AIM OF THE TASK. Write out exactly the lines from the first line of the records below through the line that contains "fn relations_of(parent: &Pid)", and stop there.

-- RECORDS PROVIDED follows --

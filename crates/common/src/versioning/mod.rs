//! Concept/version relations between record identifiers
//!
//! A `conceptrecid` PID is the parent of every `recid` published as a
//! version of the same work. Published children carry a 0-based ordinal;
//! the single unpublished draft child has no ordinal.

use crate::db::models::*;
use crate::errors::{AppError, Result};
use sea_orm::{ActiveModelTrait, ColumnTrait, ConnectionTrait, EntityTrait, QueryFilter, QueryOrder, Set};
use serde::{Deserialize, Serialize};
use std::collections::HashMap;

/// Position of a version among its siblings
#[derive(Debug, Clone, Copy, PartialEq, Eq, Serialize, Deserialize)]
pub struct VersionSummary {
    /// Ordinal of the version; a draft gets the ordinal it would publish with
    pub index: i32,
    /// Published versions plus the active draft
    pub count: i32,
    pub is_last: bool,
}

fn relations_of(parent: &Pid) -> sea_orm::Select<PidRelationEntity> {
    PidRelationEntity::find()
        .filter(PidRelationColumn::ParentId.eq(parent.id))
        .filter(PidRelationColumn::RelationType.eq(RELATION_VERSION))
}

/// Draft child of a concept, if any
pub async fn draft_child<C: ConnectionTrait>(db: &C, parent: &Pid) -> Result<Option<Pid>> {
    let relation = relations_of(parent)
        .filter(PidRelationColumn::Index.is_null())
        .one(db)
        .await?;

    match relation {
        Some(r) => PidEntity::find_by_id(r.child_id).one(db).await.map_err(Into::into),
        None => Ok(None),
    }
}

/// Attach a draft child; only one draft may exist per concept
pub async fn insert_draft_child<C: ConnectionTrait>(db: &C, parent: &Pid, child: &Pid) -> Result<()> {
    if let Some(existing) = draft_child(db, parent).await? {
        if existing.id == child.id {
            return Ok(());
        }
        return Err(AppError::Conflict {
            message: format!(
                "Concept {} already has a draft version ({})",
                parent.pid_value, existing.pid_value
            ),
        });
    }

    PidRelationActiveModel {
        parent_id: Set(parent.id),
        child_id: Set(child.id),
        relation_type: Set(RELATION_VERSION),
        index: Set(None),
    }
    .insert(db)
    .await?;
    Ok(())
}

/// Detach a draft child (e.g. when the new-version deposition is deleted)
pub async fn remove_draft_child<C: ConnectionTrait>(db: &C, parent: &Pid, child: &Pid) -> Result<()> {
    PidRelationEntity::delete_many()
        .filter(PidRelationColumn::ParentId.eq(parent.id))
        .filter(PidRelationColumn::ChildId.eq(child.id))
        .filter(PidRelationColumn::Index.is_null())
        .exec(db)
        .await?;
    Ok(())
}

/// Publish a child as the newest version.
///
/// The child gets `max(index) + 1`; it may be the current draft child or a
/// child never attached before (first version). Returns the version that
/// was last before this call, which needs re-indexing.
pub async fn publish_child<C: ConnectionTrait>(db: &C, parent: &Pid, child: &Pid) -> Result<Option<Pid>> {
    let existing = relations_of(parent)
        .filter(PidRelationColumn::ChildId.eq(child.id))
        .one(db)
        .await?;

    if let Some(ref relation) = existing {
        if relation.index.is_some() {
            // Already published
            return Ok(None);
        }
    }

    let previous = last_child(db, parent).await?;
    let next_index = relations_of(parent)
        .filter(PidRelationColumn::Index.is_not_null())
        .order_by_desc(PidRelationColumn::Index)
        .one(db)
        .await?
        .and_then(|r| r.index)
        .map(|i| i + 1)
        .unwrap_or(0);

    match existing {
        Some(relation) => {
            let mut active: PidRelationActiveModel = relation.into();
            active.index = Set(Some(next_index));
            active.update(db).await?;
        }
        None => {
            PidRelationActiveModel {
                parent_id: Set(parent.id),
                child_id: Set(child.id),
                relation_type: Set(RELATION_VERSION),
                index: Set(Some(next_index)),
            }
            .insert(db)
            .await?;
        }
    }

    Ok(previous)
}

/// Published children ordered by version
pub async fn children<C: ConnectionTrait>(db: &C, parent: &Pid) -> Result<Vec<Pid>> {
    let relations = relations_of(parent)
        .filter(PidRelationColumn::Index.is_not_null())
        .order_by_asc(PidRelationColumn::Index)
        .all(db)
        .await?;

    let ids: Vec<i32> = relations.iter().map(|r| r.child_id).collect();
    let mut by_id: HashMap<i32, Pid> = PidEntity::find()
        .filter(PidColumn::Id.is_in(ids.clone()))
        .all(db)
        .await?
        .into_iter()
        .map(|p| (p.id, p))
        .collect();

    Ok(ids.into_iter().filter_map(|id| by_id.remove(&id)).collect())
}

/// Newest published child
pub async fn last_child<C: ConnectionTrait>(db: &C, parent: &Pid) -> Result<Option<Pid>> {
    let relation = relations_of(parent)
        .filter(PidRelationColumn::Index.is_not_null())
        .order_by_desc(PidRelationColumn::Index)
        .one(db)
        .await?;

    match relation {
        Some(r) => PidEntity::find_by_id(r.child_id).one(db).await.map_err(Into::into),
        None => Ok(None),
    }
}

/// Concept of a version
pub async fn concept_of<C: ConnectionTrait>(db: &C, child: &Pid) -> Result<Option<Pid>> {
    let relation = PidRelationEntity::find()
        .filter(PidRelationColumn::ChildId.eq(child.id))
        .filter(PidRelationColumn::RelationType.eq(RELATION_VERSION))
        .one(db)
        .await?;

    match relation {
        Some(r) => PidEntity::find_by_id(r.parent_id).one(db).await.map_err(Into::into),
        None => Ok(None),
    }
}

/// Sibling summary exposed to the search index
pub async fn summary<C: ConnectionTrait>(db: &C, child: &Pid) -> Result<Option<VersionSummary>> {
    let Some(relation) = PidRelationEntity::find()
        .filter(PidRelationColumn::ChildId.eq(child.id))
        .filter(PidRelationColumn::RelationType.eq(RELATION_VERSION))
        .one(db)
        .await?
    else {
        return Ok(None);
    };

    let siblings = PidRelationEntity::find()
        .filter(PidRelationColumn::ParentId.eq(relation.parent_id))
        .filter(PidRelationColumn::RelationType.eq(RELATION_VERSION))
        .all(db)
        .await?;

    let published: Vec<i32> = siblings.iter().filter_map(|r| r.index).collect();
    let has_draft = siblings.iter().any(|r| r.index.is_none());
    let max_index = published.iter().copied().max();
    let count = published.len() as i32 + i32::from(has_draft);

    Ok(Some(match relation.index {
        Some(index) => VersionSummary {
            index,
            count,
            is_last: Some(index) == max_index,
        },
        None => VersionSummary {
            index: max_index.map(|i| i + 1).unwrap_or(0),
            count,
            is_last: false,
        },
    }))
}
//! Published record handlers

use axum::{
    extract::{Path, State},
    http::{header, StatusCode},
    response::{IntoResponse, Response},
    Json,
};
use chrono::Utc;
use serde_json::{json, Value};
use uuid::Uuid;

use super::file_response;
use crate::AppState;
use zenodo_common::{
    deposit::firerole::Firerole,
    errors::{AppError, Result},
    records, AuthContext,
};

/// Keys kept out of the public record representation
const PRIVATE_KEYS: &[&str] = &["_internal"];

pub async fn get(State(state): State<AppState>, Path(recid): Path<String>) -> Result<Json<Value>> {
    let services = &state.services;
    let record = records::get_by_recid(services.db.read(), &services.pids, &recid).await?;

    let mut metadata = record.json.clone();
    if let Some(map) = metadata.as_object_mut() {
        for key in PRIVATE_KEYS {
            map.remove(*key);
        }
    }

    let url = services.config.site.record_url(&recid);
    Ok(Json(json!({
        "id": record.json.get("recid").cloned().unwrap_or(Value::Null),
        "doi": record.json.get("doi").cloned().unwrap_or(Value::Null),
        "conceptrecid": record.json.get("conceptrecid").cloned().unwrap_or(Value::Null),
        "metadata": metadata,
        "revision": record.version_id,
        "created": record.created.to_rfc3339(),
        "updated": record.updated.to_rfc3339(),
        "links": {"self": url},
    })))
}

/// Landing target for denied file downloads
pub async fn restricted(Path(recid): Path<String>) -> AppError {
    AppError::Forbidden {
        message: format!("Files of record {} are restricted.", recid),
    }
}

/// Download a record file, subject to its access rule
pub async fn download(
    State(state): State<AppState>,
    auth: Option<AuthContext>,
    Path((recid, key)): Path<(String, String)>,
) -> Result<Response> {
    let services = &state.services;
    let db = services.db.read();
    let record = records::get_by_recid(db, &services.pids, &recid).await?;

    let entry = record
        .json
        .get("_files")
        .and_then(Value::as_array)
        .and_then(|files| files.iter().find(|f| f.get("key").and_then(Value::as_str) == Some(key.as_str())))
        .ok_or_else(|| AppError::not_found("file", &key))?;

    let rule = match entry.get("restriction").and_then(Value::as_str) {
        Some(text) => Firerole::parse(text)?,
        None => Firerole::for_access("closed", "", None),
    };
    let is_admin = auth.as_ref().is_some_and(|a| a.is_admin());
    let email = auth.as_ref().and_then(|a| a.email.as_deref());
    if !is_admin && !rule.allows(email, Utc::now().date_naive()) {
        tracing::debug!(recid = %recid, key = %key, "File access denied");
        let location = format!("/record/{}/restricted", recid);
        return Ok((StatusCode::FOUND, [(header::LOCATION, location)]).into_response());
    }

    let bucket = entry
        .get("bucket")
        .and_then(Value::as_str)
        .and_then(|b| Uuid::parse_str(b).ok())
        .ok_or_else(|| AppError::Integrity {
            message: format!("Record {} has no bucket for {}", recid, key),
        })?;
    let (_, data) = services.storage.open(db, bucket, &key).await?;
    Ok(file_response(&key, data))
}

-- RECORDS PROVIDED concluded --

WRITTEN SOLUTION.
filename crates/common/src/versioning/mod.rs
//! Concept/version relations between record identifiers
//!
//! A `conceptrecid` PID is the parent of every `recid` published as a
//! version of the same work. Published children carry a 0-based ordinal;
//! the single unpublished draft child has no ordinal.

use crate::db::models::*;
use crate::errors::{AppError, Result};
use sea_orm::{ActiveModelTrait, ColumnTrait, ConnectionTrait, EntityTrait, QueryFilter, QueryOrder, Set};
use serde::{Deserialize, Serialize};
use std::collections::HashMap;

/// Position of a version among its siblings
#[derive(Debug, Clone, Copy, PartialEq, Eq, Serialize, Deserialize)]
pub struct VersionSummary {
    /// Ordinal of the version; a draft gets the ordinal it would publish with
    pub index: i32,
    /// Published versions plus the active draft
    pub count: i32,
    pub is_last: bool,
}

fn relations_of(parent: &Pid) -> sea_orm::Select<PidRelationEntity> {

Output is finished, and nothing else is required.